Savona. Domani, alle 17, nella sala conferenze della Pinacoteca Civica di Savona, sarà presentata la pubblicazione “Una fabbrica all’ombra del Priamàr. L’industria del ferro e dell’acciaio a Savona (1861-1993)” di Marcello Penner, (copertina di Maria Luce Gazzano), edito dalla Società Savonese di Storia Patria con il contributo della Fondazione “A. De Mari” e della Società di Mutuo Soccorso “Aldo Cailani”.
“Tra i molti libri, dedicati alla realtà locale, mancava una pubblicazione su questa fabbrica, che per più di un secolo ha segnato la realtà economica e sociale di Savona e della sua provincia – racconta Giovanni Gallotti -. La ricerca di Penner è durata quattro anni ed ha permesso di ricostruire 133 anni di storia, dalla Tardy e Benech, nata nel 1861, al fallimento della OMSAV, datato 1994. Il primo insediamento industriale sorse sull’area del porto interrato dai genovesi a partire dal 1526. Negli Anni Settanta dell’Ottocento dopo la morte dei due proprietari fondatori (Stefano Benech nel 1877 e Giuseppe Tardy, l’anno successivo) rischiò la chiusura. Con gli espropri per la costruzione della darsena Vittorio Emanuele II, aperta nel 1884-85, gli impianti si spostarono ai piedi del Priamàr”.
“Negli anni successivi vi fu una gravissima crisi spiega Gallotti -, che portò all’inizio degli Anni Novanta dell’Ottocento alla chiusura, anche se per un breve periodo, dello stabilimento. Poi gradualmente la ripresa e l’espansione, sino al 1940, quando l’acciaieria arrivò ad impiegare oltre 5.000 dipendenti. Nel secondo dopoguerra un’altra crisi, con il taglio di oltre 1.500 posti e la chiusura dell’acciaieria e dei laminatoi. Nei decenni successivi una lenta riduzione degli organici fino a poco più di 300 unità. Nel 1993 la fabbrica all’ombra del Priamàr cessò ogni attività e l’anno successivo fu dichiarato il fallimento”.

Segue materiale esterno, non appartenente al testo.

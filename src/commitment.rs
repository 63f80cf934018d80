//! Multi-trapdoor commitment scheme.
//!
//! Commitments are computed in the BLS12-381 pairing groups and opened with
//! a bilinear-pairing equality. Each commitment derives a fresh trapdoor
//! public key by hashing a one-time signature verification key into the
//! scalar field, and the commitment value itself is signed with the matching
//! one-time signing key. An adversary who observes a commitment therefore
//! cannot reuse its internal randomness to produce a related commitment to
//! a different message.
//!
//! Before a protocol phase uses commitments, every group member publishes a
//! random master public key share; the shares sum into the single master
//! public key `h` all commitments of that phase are bound to.

use ::group::Group;
use bls12_381::{pairing, G1Affine, G1Projective, G2Affine, G2Projective, Scalar};
use ff::Field;
use k256::ecdsa::{
    signature::{Signer, Verifier},
    Signature as OneTimeSignature, SigningKey, VerifyingKey,
};
use rand::{CryptoRng, RngCore};
use serde::{Deserialize, Deserializer, Serialize, Serializer};
use sha2::{Digest, Sha512};

/// One group member's additive share of a phase's commitment master public
/// key.
#[derive(Clone, Copy, Debug, Eq, PartialEq)]
pub struct MasterPublicKeyShare(pub(crate) G2Projective);

impl MasterPublicKeyShare {
    /// Draw a fresh random share.
    pub(crate) fn random<R: RngCore + CryptoRng>(rng: &mut R) -> Self {
        Self(G2Projective::random(&mut *rng))
    }
}

/// The combined master public key of a commitment phase.
#[derive(Clone, Copy, Debug, Eq, PartialEq)]
pub struct CommitmentMasterPublicKey(pub(crate) G2Projective);

impl CommitmentMasterPublicKey {
    /// Sum all members' shares into the phase's master public key.
    pub(crate) fn combine(shares: &[MasterPublicKeyShare]) -> Self {
        Self(
            shares
                .iter()
                .fold(G2Projective::identity(), |acc, share| acc + share.0),
        )
    }
}

/// A non-malleable, computationally binding and hiding commitment to a byte
/// string.
#[derive(Clone, Debug, PartialEq)]
pub struct MultiTrapdoorCommitment {
    /// The master public key `h` of the phase the commitment was made in.
    master_public_key: G2Projective,
    /// The commitment value `g^digest * (h * g^trapdoor)^r`.
    commitment: G2Projective,
    /// Verification key of the one-time signature over the commitment value.
    one_time_verification_key: VerifyingKey,
}

/// The secret counterpart of a commitment, disclosed when the committed
/// message is revealed.
#[derive(Clone, Debug, PartialEq)]
pub struct DecommitmentKey {
    r: Scalar,
    one_time_signature: OneTimeSignature,
}

impl MultiTrapdoorCommitment {
    /// Commit to the concatenation of `messages`.
    ///
    /// Returns the commitment together with the decommitment key the
    /// committer later reveals to open it.
    pub fn generate<R: RngCore + CryptoRng>(
        master_public_key: &CommitmentMasterPublicKey,
        rng: &mut R,
        messages: &[&[u8]],
    ) -> (Self, DecommitmentKey) {
        let digest = hash_to_scalar(messages);

        // A fresh one-time keypair per commitment; its verification key
        // determines the per-commitment trapdoor public key.
        let one_time_signing_key = SigningKey::random(&mut *rng);
        let one_time_verification_key = *one_time_signing_key.verifying_key();
        let verification_key_bytes = one_time_verification_key.to_sec1_bytes();
        let trapdoor = hash_to_scalar(&[verification_key_bytes.as_ref()]);

        let r = Scalar::random(&mut *rng);
        let he = master_public_key.0 + G2Projective::generator() * trapdoor;
        let commitment = G2Projective::generator() * digest + he * r;

        let one_time_signature = one_time_signing_key.sign(&g2_to_bytes(&commitment));

        (
            Self {
                master_public_key: master_public_key.0,
                commitment,
                one_time_verification_key,
            },
            DecommitmentKey {
                r,
                one_time_signature,
            },
        )
    }

    /// Check that this commitment was produced from exactly `messages` and
    /// the given decommitment key.
    ///
    /// Both the pairing equality and the one-time signature must hold;
    /// either failing alone means a corrupted or unrelated commitment.
    pub fn verify(&self, decommitment_key: &DecommitmentKey, messages: &[&[u8]]) -> bool {
        let digest = hash_to_scalar(messages);
        let verification_key_bytes = self.one_time_verification_key.to_sec1_bytes();
        let trapdoor = hash_to_scalar(&[verification_key_bytes.as_ref()]);
        let he = self.master_public_key + G2Projective::generator() * trapdoor;

        // commitment = g^digest * he^r  <=>  e(g1^r, he) = e(g1, commitment * g^-digest)
        let lhs = pairing(
            &G1Affine::from(G1Projective::generator() * decommitment_key.r),
            &G2Affine::from(he),
        );
        let rhs = pairing(
            &G1Affine::generator(),
            &G2Affine::from(self.commitment - G2Projective::generator() * digest),
        );

        let signature_valid = self
            .one_time_verification_key
            .verify(
                &g2_to_bytes(&self.commitment),
                &decommitment_key.one_time_signature,
            )
            .is_ok();

        lhs == rhs && signature_valid
    }
}

fn hash_to_scalar(chunks: &[&[u8]]) -> Scalar {
    let mut hasher = Sha512::new();
    for chunk in chunks {
        hasher.update(chunk);
    }
    let digest: [u8; 64] = hasher.finalize().into();
    Scalar::from_bytes_wide(&digest)
}

fn g2_to_bytes(point: &G2Projective) -> Vec<u8> {
    G2Affine::from(point).to_compressed().to_vec()
}

fn g2_from_bytes<E: serde::de::Error>(bytes: &[u8]) -> Result<G2Projective, E> {
    let fixed: [u8; 96] = bytes
        .try_into()
        .map_err(|_| E::custom("malformed G2 encoding"))?;
    Option::<G2Affine>::from(G2Affine::from_compressed(&fixed))
        .map(G2Projective::from)
        .ok_or_else(|| E::custom("byte string is not a G2 element"))
}

#[derive(Serialize, Deserialize)]
struct PointWire(Vec<u8>);

impl Serialize for MasterPublicKeyShare {
    fn serialize<S: Serializer>(&self, serializer: S) -> Result<S::Ok, S::Error> {
        PointWire(g2_to_bytes(&self.0)).serialize(serializer)
    }
}

impl<'de> Deserialize<'de> for MasterPublicKeyShare {
    fn deserialize<D: Deserializer<'de>>(deserializer: D) -> Result<Self, D::Error> {
        let wire = PointWire::deserialize(deserializer)?;
        Ok(Self(g2_from_bytes(&wire.0)?))
    }
}

impl Serialize for CommitmentMasterPublicKey {
    fn serialize<S: Serializer>(&self, serializer: S) -> Result<S::Ok, S::Error> {
        PointWire(g2_to_bytes(&self.0)).serialize(serializer)
    }
}

impl<'de> Deserialize<'de> for CommitmentMasterPublicKey {
    fn deserialize<D: Deserializer<'de>>(deserializer: D) -> Result<Self, D::Error> {
        let wire = PointWire::deserialize(deserializer)?;
        Ok(Self(g2_from_bytes(&wire.0)?))
    }
}

#[derive(Serialize, Deserialize)]
struct CommitmentWire {
    master_public_key: Vec<u8>,
    commitment: Vec<u8>,
    one_time_verification_key: Vec<u8>,
}

impl Serialize for MultiTrapdoorCommitment {
    fn serialize<S: Serializer>(&self, serializer: S) -> Result<S::Ok, S::Error> {
        CommitmentWire {
            master_public_key: g2_to_bytes(&self.master_public_key),
            commitment: g2_to_bytes(&self.commitment),
            one_time_verification_key: self.one_time_verification_key.to_sec1_bytes().to_vec(),
        }
        .serialize(serializer)
    }
}

impl<'de> Deserialize<'de> for MultiTrapdoorCommitment {
    fn deserialize<D: Deserializer<'de>>(deserializer: D) -> Result<Self, D::Error> {
        let wire = CommitmentWire::deserialize(deserializer)?;
        Ok(Self {
            master_public_key: g2_from_bytes(&wire.master_public_key)?,
            commitment: g2_from_bytes(&wire.commitment)?,
            one_time_verification_key: VerifyingKey::from_sec1_bytes(
                &wire.one_time_verification_key,
            )
            .map_err(|_| serde::de::Error::custom("malformed one-time verification key"))?,
        })
    }
}

#[derive(Serialize, Deserialize)]
struct DecommitmentWire {
    r: [u8; 32],
    one_time_signature: Vec<u8>,
}

impl Serialize for DecommitmentKey {
    fn serialize<S: Serializer>(&self, serializer: S) -> Result<S::Ok, S::Error> {
        DecommitmentWire {
            r: self.r.to_bytes(),
            one_time_signature: self.one_time_signature.to_bytes().to_vec(),
        }
        .serialize(serializer)
    }
}

impl<'de> Deserialize<'de> for DecommitmentKey {
    fn deserialize<D: Deserializer<'de>>(deserializer: D) -> Result<Self, D::Error> {
        let wire = DecommitmentWire::deserialize(deserializer)?;
        let r = Option::from(Scalar::from_bytes(&wire.r))
            .ok_or_else(|| serde::de::Error::custom("malformed commitment randomness"))?;
        let one_time_signature = OneTimeSignature::from_slice(&wire.one_time_signature)
            .map_err(|_| serde::de::Error::custom("malformed one-time signature"))?;
        Ok(Self {
            r,
            one_time_signature,
        })
    }
}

“Oggi, visibile da gran parte della città, è rimasta una grande ciminiera, unica superstite di sei, che svettavano imponenti fino al 1951 e tre capannoni, riutilizzati per attività portuali, oltre all’edificio dell’ex direzione. Il libro di Penner è un documento ed una testimonianza sulla storia savonese, dedicato al simbolo industriale della città, culla del movimento operaio cittadino e punto di riferimento per generazioni di savonesi” conclude Gallotti.